*Exercise requirements:* Return only the lines running from the top of the entries to the line with "use anyhow::Result;", inclusive, exactly as written.

*Supplied material:*
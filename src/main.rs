// ============================================================
// understand-sentiment — entry point
// ============================================================
// Logging defaults to info for this crate; override with RUST_LOG.

#![recursion_limit = "256"]

mod cli;
mod application;
mod domain;
mod data;
mod ml;
mod infra;
mod error;

use anyhow::Result;
use cli::Cli;
use clap::Parser;

fn main() -> Result<()> {
    tracing_subscriber::fmt()
        .with_env_filter(
            tracing_subscriber::EnvFilter::from_default_env()
                .add_directive("understand_sentiment=info".parse()?),
        )
        .init();

    let cli = Cli::parse();
    cli.run()
}
// ============================================================
// Layer 4 — IMDB Review Loader
// ============================================================
// Reads the extracted Large Movie Review Dataset:
//
//   aclImdb/
//     train/pos/*.txt   train/neg/*.txt
//     test/pos/*.txt    test/neg/*.txt
//
// Positive reviews are returned before negative ones, each group
// in file-name order; the training DataLoader shuffles later.

use anyhow::{Context, Result};
use std::{
    fs,
    path::PathBuf,
};

use crate::data::preprocessor::Preprocessor;
use crate::domain::review::{Review, Sentiment};
use crate::domain::traits::{ReviewSource, Split};
use crate::error::SentimentError;

/// Loads tokenised reviews from an `aclImdb` directory.
pub struct ImdbLoader {
    root:         PathBuf,
    preprocessor: Preprocessor,
}

impl ImdbLoader {
    pub fn new(root: impl Into<PathBuf>) -> Self {
        Self { root: root.into(), preprocessor: Preprocessor::new() }
    }

    fn load_polarity(&self, split: Split, label: Sentiment) -> Result<Vec<Review>> {
        let dir = self.root.join(split.dir_name()).join(label.dir_name());

        let mut paths: Vec<PathBuf> = fs::read_dir(&dir)
            .with_context(|| format!("Cannot read review directory '{}'", dir.display()))?
            .filter_map(|entry| entry.ok().map(|e| e.path()))
            .filter(|p| p.extension().and_then(|e| e.to_str()) == Some("txt"))
            .collect();
        paths.sort();

        let mut reviews = Vec::with_capacity(paths.len());
        for path in paths {
            let bytes = fs::read(&path)
                .with_context(|| format!("Cannot read '{}'", path.display()))?;
            let text = String::from_utf8_lossy(&bytes);
            reviews.push(Review::new(self.preprocessor.tokenize(&text), label));
        }

        tracing::debug!(
            "Read {} {} reviews from '{}'",
            reviews.len(),
            label,
            dir.display()
        );
        Ok(reviews)
    }
}

impl ReviewSource for ImdbLoader {
    fn load(&self, split: Split) -> Result<Vec<Review>> {
        let mut reviews = self.load_polarity(split, Sentiment::Positive)?;
        reviews.extend(self.load_polarity(split, Sentiment::Negative)?);

        if reviews.is_empty() {
            let name = self.root.join(split.dir_name()).display().to_string();
            return Err(SentimentError::EmptyDataset(name).into());
        }

        tracing::info!(
            "Loaded {} {} reviews from '{}'",
            reviews.len(),
            split.dir_name(),
            self.root.display()
        );
        Ok(reviews)
    }
}

/// Writes a miniature aclImdb tree for tests.
#[cfg(test)]
pub(crate) mod fixtures {
    use std::{fs, path::Path};

    pub const POSITIVE: &[&str] = &[
        "A great film, truly great acting and a great story.",
        "Loved it! Great cast, great music, wonderful film.",
        "Wonderful and great. I loved the story.",
        "Great fun, the film is wonderful.",
    ];

    pub const NEGATIVE: &[&str] = &[
        "A bad film. Awful acting and a bad story.",
        "Terrible, bad, awful. I hated the film.",
        "Bad music, bad cast, awful story.",
        "Awful film; the acting is bad.",
    ];

    pub fn write_imdb_tree(root: &Path) {
        for split in ["train", "test"] {
            for (polarity, texts) in [("pos", POSITIVE), ("neg", NEGATIVE)] {
                let dir = root.join(split).join(polarity);
                fs::create_dir_all(&dir).unwrap();
                for (i, text) in texts.iter().enumerate() {
                    fs::write(dir.join(format!("{i}_7.txt")), format!("{text}\n")).unwrap();
                }
            }
        }
    }
}

#[cfg(test)]
mod tests {
    use super::*;

    #[test]
    fn test_loads_positive_then_negative() {
        let tmp = tempfile::tempdir().unwrap();
        fixtures::write_imdb_tree(tmp.path());

        let reviews = ImdbLoader::new(tmp.path()).load(Split::Train).unwrap();
        assert_eq!(reviews.len(), 8);
        assert!(reviews[..4].iter().all(|r| r.label == Sentiment::Positive));
        assert!(reviews[4..].iter().all(|r| r.label == Sentiment::Negative));
        assert_eq!(reviews[0].tokens[..3], ["a", "great", "film"]);
    }

    #[test]
    fn test_ignores_non_txt_files() {
        let tmp = tempfile::tempdir().unwrap();
        fixtures::write_imdb_tree(tmp.path());
        fs::write(tmp.path().join("test/pos/urls.dat"), "http://x").unwrap();

        let reviews = ImdbLoader::new(tmp.path()).load(Split::Test).unwrap();
        assert_eq!(reviews.len(), 8);
    }

    #[test]
    fn test_missing_directory_is_an_error() {
        let tmp = tempfile::tempdir().unwrap();
        assert!(ImdbLoader::new(tmp.path().join("nope")).load(Split::Train).is_err());
    }
}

*Your solution:*
filename src/main.rs
// ============================================================
// understand-sentiment — entry point
// ============================================================
// Logging defaults to info for this crate; override with RUST_LOG.

#![recursion_limit = "256"]

mod cli;
mod application;
mod domain;
mod data;
mod ml;
mod infra;
mod error;

use anyhow::Result;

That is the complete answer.